- Opening Delimiter -
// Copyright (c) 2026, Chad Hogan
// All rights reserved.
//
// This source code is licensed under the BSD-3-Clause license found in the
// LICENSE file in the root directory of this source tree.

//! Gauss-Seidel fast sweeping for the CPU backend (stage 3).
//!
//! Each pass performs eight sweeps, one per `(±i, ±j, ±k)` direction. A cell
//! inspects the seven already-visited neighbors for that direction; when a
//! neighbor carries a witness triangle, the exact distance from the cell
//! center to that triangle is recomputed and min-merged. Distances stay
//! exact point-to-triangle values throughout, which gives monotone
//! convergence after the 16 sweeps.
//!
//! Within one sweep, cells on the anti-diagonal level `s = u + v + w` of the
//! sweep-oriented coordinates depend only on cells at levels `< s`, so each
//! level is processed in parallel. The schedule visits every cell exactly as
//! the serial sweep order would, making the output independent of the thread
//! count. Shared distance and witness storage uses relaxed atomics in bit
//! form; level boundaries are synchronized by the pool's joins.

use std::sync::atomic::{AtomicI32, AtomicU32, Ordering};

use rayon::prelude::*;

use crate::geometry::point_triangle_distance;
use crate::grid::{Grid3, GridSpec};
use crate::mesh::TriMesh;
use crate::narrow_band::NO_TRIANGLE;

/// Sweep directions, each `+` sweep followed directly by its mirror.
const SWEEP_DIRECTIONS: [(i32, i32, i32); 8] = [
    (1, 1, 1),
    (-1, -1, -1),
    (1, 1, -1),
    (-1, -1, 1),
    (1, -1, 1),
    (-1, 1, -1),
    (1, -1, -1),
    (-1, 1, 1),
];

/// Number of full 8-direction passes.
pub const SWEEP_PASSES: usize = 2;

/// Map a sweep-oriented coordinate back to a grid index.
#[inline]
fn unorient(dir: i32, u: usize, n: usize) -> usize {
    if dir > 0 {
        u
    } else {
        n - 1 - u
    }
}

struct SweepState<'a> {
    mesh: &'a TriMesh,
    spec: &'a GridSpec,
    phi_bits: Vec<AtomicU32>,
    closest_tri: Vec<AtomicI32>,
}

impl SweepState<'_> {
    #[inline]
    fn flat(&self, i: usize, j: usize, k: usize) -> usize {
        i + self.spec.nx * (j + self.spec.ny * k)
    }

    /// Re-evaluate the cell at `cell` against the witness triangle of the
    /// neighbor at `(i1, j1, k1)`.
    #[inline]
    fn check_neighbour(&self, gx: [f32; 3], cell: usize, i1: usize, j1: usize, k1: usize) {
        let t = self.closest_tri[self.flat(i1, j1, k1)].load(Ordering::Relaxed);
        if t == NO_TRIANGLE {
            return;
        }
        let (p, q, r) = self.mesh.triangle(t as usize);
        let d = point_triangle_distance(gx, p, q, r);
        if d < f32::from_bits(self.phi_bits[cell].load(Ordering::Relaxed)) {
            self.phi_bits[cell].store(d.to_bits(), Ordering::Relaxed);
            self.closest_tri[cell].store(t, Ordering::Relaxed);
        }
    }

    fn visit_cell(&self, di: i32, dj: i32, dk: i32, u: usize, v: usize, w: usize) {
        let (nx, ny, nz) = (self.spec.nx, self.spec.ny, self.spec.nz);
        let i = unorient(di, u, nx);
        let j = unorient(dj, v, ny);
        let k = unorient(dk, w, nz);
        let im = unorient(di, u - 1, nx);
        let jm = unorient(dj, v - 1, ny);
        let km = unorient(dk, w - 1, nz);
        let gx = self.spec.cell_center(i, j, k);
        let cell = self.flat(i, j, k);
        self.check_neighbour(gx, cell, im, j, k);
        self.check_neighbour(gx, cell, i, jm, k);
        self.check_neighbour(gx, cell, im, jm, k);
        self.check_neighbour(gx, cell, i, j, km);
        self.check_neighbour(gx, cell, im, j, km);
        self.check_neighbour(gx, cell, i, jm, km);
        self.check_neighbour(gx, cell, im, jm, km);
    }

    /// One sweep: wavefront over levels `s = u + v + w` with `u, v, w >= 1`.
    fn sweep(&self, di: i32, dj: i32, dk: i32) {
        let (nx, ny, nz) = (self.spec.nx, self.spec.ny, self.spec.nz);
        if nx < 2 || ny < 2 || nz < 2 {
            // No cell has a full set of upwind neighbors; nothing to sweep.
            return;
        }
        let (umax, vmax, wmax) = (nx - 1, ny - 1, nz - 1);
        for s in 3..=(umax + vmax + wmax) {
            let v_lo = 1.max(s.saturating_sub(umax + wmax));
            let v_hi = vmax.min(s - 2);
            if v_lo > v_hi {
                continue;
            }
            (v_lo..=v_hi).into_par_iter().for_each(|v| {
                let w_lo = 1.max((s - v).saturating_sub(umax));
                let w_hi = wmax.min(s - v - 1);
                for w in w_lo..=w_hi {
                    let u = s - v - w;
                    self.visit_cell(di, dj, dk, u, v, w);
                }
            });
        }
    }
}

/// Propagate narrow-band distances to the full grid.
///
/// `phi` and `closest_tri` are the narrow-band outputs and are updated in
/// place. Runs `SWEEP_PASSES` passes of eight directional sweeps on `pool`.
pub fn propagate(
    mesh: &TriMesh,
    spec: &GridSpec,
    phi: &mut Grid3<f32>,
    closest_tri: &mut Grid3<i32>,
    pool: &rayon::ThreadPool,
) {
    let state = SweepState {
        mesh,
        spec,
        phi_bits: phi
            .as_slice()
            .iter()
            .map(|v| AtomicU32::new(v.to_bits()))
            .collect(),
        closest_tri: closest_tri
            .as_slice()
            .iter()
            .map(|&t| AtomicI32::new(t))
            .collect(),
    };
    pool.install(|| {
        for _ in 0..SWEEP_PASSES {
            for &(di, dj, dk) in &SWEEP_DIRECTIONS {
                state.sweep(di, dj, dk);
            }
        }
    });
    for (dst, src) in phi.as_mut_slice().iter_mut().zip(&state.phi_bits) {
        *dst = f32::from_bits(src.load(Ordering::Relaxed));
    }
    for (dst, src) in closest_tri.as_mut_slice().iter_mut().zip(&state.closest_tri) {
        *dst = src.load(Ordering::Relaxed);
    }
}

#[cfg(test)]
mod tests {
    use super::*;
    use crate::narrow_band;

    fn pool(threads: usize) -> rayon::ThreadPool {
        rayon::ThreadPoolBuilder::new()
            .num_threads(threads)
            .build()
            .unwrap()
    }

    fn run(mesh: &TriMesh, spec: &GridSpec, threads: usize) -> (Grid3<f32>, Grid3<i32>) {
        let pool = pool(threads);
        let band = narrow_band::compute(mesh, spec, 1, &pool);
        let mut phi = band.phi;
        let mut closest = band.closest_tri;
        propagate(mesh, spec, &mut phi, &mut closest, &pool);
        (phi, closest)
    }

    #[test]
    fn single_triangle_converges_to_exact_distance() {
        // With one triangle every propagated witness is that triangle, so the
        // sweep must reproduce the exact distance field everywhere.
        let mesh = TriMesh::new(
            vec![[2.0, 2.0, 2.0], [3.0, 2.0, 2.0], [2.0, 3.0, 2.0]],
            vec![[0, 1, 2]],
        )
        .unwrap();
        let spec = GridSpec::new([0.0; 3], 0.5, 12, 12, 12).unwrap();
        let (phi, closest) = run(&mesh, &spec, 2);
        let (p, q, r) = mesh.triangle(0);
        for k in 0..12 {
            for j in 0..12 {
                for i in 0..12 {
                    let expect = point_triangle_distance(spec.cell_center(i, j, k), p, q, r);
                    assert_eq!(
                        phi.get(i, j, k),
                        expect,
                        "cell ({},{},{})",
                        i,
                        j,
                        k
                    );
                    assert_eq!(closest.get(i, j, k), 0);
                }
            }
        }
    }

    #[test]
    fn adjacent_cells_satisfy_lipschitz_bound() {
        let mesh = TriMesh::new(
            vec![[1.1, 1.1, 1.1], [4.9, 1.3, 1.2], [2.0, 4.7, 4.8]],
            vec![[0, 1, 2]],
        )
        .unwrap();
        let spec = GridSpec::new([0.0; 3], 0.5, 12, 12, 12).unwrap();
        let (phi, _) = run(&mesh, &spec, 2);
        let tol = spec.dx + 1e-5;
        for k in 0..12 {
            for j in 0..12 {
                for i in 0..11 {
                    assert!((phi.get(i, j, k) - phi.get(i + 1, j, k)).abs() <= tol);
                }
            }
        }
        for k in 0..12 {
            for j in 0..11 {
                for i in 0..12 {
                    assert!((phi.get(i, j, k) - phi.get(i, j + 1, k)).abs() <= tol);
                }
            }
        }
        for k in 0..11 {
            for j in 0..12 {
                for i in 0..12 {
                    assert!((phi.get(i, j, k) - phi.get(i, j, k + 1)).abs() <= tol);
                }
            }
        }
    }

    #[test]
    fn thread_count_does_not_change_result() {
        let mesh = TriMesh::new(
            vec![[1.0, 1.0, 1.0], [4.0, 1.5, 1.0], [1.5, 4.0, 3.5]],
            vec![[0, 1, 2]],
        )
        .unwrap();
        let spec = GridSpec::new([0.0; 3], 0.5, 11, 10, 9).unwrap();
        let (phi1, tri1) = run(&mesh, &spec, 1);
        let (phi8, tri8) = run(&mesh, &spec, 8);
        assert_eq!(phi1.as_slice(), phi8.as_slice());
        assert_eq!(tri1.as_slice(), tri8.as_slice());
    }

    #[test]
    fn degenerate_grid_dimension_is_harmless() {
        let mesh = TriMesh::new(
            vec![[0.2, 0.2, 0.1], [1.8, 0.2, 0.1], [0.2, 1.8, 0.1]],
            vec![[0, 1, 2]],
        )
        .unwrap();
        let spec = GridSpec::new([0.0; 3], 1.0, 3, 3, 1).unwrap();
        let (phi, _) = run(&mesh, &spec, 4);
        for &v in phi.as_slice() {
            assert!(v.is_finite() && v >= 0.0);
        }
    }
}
- Closing Delimiter -
- Opening Delimiter -
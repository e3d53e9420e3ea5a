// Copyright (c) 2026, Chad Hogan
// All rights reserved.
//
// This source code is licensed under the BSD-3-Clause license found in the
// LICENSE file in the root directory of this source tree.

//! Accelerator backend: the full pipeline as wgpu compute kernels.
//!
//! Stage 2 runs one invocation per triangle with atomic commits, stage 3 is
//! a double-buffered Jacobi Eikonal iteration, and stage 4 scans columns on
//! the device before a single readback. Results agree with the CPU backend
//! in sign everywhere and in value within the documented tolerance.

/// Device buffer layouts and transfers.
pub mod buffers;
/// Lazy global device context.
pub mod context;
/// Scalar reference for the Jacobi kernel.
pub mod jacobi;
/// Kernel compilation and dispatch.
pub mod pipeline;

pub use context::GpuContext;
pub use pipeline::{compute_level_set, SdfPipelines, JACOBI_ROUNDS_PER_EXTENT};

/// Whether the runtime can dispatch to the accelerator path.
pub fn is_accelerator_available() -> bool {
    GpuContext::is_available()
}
- Closing Delimiter -
- Opening Delimiter -
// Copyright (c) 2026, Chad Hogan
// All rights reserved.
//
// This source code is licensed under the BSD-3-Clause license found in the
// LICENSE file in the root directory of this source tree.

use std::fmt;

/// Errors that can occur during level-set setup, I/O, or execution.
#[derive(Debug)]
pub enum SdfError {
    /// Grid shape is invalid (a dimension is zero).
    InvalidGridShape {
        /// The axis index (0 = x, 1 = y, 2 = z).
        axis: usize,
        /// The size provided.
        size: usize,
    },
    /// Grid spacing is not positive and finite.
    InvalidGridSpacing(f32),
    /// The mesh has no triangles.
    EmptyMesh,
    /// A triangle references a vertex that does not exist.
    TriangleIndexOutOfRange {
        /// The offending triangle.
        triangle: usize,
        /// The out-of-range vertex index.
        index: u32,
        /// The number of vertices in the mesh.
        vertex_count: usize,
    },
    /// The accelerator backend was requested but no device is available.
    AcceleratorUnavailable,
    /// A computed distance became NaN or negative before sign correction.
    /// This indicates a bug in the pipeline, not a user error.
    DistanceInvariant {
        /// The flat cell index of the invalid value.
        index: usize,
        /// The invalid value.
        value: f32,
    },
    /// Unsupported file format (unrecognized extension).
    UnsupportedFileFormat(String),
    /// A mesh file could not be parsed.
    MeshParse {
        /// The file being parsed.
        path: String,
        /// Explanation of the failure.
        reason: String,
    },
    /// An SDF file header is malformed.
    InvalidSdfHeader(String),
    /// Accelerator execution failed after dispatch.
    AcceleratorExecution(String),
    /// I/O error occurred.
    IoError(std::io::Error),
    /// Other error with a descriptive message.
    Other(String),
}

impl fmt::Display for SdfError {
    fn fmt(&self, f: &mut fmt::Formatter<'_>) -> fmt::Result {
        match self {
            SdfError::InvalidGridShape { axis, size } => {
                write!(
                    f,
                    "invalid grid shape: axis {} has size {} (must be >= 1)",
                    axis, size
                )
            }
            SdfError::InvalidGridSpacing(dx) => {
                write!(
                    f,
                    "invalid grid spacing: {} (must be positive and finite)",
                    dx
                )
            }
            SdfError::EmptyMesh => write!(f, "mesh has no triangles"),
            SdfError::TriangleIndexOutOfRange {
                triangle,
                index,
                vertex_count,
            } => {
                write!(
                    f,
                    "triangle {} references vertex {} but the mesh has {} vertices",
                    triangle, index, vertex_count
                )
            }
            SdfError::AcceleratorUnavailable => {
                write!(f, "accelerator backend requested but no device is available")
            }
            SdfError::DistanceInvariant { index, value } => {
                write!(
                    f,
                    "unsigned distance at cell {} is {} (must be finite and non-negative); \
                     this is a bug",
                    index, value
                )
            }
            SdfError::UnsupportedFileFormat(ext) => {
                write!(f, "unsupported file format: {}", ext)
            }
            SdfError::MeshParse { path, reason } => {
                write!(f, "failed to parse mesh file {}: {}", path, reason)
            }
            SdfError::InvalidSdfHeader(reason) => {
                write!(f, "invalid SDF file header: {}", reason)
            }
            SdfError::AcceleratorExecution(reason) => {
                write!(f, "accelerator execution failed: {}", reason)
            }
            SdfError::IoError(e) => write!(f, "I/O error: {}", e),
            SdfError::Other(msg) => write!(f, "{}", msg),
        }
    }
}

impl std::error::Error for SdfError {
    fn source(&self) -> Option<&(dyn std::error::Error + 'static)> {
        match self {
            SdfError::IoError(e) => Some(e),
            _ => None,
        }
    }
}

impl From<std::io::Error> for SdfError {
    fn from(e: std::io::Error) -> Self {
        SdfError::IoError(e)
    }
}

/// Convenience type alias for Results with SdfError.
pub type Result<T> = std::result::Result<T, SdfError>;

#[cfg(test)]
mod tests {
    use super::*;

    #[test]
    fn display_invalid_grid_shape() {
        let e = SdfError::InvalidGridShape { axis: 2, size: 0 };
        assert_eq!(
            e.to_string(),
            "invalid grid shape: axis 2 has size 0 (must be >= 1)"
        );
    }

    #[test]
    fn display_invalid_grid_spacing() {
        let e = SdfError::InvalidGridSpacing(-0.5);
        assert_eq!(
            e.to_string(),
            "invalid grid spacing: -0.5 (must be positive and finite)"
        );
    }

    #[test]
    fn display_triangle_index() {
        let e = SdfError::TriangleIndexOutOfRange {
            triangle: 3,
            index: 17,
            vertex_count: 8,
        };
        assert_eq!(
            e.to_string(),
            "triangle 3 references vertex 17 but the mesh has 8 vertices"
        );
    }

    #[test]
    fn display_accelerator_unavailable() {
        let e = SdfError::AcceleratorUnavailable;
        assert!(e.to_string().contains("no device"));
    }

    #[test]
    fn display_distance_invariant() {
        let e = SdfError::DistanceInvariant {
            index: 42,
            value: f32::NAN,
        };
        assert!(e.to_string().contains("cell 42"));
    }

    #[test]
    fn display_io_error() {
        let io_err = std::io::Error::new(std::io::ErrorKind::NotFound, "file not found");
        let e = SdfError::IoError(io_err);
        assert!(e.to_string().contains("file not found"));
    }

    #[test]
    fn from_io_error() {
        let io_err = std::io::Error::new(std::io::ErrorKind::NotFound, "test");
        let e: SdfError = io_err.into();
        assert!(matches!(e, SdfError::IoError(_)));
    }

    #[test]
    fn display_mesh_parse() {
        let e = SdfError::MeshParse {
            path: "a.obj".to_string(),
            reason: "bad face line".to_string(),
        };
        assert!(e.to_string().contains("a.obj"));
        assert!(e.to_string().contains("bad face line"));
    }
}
- Closing Delimiter -
_Exercise description_
Whenever a line in the listing above includes the word "AcceleratorExecution", return that line.

_Written response_
    AcceleratorExecution(String),
            SdfError::AcceleratorExecution(reason) => {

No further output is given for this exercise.